**Task objective**.
Set down exactly the lines of the records from the top to the line containing "pub struct FirstMatch<'c>"; include both.
------ Exercise inputs
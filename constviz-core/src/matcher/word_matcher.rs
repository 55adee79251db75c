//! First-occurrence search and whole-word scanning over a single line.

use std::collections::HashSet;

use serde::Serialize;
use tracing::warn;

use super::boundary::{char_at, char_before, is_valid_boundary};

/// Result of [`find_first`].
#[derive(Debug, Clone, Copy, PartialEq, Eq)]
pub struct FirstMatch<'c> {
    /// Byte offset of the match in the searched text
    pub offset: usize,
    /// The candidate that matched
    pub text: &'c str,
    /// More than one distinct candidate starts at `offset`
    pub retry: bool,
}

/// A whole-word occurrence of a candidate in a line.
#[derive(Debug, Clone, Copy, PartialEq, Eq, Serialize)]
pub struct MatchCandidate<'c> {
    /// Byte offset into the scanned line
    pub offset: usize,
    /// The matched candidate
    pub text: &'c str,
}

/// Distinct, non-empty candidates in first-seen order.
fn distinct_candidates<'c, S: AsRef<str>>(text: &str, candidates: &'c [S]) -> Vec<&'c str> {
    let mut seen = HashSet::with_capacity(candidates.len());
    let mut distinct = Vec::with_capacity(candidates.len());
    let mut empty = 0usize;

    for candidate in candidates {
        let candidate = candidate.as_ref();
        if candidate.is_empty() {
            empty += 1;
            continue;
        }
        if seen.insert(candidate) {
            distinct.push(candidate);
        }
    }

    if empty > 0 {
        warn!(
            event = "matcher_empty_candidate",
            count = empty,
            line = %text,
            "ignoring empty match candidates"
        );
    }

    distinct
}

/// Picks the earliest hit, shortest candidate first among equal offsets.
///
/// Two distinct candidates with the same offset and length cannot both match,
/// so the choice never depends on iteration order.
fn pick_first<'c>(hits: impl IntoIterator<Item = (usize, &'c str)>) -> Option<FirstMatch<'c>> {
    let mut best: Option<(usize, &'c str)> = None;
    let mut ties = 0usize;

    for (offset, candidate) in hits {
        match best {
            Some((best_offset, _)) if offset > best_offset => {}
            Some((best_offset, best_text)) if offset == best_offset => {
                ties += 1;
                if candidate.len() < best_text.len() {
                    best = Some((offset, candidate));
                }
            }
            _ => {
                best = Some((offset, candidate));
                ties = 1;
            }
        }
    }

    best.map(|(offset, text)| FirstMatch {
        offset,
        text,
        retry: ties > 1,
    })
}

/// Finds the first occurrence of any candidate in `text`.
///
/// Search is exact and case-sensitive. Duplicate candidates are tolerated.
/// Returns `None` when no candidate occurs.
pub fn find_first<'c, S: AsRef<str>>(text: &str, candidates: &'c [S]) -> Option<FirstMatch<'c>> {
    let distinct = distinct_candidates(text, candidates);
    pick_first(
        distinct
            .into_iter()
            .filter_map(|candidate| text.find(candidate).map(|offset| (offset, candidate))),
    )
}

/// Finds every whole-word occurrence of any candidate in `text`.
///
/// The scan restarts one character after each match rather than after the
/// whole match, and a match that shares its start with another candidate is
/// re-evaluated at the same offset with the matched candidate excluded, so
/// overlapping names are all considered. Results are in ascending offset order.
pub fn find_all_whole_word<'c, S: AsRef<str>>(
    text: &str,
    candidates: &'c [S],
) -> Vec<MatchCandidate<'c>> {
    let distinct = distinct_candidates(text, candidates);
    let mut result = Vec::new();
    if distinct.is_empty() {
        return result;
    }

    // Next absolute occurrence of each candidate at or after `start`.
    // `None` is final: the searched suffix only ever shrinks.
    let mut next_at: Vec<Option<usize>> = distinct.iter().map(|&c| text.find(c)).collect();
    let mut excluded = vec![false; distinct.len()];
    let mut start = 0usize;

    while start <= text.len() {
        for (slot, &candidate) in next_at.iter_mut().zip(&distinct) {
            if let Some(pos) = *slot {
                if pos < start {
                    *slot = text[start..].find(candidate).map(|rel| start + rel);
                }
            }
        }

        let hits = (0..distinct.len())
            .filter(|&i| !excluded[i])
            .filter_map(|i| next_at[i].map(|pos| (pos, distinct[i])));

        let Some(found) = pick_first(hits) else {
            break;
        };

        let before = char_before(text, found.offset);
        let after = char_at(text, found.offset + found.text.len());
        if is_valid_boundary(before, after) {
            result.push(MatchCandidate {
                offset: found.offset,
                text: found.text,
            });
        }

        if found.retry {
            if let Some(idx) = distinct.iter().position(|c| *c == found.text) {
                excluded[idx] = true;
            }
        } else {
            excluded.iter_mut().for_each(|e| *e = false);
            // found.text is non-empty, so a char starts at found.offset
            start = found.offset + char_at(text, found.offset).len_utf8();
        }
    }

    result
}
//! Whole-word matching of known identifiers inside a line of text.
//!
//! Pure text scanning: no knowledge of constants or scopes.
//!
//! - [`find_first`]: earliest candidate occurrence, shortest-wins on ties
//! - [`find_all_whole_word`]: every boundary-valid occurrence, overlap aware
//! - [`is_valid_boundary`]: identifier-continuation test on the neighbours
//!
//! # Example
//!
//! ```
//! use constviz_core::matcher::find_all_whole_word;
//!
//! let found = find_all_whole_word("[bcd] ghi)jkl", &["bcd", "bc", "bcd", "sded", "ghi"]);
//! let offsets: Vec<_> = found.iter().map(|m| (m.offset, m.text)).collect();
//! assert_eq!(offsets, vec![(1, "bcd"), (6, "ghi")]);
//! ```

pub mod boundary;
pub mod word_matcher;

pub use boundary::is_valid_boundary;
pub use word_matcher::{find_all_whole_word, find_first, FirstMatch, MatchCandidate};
------------
**Written answer**.
filename constviz-core/src/matcher/word_matcher.rs
repository 55adee79251db75c
//! First-occurrence search and whole-word scanning over a single line.

use std::collections::HashSet;

use serde::Serialize;
use tracing::warn;

use super::boundary::{char_at, char_before, is_valid_boundary};

/// Result of [`find_first`].
#[derive(Debug, Clone, Copy, PartialEq, Eq)]
pub struct FirstMatch<'c> {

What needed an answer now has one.